Draw out every line with the word "filtered" from the listing below.

▬▬▬▬▬▬▬▬▬▬

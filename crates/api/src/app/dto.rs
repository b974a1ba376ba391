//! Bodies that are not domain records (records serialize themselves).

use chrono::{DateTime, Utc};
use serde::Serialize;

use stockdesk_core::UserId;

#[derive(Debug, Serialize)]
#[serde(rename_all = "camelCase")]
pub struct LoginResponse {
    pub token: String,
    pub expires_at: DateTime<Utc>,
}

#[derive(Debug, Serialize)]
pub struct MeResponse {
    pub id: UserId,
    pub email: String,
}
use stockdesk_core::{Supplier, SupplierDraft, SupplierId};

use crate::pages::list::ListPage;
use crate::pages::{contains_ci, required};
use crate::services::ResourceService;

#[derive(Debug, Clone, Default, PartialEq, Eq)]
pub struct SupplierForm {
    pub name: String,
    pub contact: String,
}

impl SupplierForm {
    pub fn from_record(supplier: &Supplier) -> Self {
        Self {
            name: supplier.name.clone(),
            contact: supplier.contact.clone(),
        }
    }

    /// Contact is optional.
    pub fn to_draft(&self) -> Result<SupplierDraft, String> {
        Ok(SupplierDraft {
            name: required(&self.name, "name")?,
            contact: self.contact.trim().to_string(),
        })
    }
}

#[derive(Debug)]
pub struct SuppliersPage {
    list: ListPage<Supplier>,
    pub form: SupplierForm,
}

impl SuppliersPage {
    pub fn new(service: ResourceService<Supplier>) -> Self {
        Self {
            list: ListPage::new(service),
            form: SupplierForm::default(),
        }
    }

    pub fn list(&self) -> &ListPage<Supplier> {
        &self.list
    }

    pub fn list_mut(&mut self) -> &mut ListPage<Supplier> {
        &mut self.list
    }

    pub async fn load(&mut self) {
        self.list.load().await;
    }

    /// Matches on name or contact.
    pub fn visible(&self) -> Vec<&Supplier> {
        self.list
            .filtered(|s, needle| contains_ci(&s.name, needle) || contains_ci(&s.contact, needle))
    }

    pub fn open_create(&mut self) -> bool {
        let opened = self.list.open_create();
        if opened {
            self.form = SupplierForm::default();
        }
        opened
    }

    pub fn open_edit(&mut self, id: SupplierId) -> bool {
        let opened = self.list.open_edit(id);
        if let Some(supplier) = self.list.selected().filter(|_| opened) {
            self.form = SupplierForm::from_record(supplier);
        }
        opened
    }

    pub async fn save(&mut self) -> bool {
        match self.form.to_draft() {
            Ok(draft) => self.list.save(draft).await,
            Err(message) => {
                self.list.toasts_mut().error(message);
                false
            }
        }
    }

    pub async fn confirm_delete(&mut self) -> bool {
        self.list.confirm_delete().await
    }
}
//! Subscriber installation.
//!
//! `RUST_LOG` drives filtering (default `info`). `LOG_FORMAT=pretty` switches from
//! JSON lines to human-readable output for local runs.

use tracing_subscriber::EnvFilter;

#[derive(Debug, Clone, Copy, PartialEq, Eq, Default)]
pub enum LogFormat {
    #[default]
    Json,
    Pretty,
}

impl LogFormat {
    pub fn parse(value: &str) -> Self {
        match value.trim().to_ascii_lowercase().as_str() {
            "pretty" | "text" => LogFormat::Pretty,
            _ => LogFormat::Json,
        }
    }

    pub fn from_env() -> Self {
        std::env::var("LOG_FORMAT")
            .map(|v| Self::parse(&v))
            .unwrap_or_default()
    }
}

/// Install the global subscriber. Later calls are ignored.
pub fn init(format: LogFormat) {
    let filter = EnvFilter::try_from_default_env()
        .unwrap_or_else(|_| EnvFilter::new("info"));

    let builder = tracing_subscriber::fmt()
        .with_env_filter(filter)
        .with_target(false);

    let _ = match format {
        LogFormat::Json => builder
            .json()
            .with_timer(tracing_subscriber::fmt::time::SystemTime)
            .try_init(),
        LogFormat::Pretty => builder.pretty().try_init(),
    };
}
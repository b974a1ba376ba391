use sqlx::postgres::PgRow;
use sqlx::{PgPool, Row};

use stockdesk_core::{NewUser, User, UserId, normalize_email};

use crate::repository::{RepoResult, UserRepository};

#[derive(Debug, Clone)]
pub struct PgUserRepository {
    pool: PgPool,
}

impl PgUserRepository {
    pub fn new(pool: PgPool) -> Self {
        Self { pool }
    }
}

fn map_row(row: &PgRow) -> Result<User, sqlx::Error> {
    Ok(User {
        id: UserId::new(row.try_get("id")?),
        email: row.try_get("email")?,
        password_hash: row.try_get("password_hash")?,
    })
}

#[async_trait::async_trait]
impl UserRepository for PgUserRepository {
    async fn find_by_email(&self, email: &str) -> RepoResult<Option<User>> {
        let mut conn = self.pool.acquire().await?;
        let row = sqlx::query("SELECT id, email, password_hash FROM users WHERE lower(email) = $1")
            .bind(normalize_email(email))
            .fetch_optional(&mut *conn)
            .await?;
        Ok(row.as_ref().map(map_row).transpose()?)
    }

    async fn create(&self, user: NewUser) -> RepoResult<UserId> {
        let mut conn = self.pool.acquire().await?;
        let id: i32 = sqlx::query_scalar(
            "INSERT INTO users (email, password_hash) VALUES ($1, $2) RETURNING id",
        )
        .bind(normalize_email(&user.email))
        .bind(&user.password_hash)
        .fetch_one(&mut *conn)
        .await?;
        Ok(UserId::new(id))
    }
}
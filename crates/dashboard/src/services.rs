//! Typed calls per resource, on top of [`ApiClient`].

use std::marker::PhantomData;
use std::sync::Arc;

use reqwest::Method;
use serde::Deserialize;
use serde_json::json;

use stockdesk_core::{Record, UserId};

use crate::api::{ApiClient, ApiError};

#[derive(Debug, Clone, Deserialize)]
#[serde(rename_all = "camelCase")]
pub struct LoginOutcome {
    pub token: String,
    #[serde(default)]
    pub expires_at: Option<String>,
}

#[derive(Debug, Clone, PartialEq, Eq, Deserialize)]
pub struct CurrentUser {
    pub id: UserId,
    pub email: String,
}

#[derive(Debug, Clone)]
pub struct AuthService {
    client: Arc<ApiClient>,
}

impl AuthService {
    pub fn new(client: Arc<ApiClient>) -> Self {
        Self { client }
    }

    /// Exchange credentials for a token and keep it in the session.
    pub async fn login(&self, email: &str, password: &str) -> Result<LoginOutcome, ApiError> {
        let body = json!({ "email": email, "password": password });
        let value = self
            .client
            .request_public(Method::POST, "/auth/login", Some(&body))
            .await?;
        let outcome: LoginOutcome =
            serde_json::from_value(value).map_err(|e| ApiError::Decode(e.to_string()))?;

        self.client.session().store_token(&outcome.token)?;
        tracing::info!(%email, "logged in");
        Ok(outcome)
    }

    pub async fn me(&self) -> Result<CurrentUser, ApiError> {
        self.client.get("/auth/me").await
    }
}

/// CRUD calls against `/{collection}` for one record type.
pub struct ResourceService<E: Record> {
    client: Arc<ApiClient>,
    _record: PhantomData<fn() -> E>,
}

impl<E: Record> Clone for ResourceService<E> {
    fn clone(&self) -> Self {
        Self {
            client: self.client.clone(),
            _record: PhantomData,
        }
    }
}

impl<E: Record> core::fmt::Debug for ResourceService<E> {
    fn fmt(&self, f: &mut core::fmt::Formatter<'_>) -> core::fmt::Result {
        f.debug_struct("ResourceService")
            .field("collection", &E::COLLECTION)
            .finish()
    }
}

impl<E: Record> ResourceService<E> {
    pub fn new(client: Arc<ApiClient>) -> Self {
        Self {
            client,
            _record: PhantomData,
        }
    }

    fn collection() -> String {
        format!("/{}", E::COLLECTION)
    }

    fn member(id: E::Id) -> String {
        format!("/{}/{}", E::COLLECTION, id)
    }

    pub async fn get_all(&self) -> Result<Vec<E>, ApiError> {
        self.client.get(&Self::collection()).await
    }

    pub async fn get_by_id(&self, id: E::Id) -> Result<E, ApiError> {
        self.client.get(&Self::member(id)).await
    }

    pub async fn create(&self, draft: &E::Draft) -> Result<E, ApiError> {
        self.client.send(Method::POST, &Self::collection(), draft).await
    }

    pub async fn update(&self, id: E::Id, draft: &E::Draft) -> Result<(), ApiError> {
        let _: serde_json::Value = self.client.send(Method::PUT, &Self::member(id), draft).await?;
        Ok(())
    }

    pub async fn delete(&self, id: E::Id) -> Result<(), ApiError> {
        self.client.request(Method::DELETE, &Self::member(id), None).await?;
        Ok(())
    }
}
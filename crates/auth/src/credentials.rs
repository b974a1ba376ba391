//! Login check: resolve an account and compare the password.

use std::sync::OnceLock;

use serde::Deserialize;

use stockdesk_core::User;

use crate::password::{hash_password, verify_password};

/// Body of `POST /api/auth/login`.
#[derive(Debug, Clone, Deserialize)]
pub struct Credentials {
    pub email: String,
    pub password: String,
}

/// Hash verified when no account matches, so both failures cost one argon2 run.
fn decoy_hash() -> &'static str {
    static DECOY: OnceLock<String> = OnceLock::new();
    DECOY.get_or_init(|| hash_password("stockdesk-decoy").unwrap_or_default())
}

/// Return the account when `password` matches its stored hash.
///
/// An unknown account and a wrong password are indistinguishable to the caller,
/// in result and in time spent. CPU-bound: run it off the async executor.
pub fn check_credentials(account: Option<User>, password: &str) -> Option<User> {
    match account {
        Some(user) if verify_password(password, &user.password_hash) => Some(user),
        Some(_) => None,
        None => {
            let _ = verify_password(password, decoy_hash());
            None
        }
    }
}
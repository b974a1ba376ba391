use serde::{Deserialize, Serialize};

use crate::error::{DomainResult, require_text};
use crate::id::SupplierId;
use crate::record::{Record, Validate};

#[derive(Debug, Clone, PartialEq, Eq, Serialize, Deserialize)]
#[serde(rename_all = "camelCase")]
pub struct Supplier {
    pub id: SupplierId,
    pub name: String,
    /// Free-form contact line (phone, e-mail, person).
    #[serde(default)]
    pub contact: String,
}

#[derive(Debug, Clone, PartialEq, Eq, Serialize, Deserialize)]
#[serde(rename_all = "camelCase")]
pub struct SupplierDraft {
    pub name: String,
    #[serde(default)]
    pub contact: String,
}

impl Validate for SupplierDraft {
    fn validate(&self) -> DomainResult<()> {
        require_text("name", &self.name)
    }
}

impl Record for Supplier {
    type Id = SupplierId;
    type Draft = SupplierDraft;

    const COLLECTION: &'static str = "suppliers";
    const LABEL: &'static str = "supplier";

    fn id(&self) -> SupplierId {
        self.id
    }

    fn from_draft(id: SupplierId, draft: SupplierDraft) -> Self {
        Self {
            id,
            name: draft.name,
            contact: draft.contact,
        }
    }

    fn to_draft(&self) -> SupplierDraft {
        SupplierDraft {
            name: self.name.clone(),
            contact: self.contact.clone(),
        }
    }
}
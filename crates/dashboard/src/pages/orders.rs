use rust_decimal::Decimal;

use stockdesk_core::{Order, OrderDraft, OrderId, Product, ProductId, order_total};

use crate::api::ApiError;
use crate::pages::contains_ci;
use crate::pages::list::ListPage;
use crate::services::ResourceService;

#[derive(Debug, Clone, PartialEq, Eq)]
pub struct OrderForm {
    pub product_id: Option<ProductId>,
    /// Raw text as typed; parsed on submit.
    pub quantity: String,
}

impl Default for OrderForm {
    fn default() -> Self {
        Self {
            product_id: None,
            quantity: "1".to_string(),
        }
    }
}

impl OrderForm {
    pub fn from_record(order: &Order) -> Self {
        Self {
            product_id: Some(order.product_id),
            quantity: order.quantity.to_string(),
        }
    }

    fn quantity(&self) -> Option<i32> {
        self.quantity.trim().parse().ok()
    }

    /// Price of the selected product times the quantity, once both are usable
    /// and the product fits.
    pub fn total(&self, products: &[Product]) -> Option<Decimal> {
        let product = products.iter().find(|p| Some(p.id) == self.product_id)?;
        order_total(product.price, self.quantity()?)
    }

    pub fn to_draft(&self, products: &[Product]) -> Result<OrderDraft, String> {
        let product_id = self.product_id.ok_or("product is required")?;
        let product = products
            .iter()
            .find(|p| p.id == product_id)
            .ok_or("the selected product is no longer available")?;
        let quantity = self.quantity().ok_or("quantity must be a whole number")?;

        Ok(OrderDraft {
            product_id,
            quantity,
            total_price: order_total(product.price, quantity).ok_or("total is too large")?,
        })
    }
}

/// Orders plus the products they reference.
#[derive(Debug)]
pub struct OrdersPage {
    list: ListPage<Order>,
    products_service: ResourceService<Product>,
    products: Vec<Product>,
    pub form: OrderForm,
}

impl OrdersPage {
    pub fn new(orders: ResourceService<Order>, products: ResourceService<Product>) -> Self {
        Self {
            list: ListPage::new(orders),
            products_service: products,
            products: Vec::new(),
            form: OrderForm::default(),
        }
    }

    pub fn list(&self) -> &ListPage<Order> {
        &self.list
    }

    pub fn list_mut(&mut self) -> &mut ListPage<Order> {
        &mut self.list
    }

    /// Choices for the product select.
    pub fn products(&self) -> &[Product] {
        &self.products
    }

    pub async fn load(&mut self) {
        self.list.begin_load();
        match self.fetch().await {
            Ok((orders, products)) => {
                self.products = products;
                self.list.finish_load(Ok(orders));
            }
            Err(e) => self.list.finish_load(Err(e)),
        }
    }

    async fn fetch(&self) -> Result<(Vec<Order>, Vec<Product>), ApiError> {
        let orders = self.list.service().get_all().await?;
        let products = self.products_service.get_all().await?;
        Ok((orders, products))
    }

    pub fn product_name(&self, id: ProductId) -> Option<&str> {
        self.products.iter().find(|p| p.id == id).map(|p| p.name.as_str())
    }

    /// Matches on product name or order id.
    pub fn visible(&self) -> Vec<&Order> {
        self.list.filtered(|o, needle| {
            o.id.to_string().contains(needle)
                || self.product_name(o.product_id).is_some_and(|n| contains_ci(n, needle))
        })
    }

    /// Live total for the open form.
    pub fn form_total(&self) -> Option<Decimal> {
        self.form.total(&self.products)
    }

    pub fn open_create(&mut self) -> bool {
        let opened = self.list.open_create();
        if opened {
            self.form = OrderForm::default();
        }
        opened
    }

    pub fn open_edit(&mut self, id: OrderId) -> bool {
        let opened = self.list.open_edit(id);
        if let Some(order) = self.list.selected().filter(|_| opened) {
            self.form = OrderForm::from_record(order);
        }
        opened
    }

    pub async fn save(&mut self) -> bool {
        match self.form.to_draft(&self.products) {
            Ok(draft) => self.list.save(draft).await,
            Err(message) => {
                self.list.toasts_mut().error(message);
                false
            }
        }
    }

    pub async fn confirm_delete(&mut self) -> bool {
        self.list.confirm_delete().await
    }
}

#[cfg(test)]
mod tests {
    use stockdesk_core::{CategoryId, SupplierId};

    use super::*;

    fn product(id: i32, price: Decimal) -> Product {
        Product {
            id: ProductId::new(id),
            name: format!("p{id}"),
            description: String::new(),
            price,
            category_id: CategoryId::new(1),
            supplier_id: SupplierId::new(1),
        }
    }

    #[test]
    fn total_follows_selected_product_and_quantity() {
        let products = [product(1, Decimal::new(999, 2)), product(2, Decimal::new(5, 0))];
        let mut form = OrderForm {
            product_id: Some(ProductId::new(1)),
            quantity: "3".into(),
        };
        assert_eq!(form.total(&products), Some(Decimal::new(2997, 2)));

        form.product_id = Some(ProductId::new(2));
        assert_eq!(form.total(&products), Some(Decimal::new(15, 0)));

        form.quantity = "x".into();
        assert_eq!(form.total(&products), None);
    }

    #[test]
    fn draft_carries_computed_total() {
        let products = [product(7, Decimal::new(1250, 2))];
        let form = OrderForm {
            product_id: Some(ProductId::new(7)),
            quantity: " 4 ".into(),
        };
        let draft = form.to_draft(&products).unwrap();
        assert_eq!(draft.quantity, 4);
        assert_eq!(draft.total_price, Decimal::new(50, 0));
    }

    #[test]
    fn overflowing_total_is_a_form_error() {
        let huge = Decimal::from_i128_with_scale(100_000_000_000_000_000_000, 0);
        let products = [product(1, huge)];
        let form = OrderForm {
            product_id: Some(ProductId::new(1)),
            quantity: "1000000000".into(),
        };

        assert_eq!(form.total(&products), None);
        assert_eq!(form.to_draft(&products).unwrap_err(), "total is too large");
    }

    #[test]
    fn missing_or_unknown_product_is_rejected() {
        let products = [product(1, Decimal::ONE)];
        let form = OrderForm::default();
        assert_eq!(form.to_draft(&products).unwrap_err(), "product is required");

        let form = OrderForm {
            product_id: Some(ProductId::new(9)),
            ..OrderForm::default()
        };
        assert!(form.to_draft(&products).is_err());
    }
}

▬▬▬▬▬▬▬▬▬▬

**Exercise output:**
            .filtered(|s, needle| contains_ci(&s.name, needle) || contains_ci(&s.contact, needle))
        self.list.filtered(|o, needle| {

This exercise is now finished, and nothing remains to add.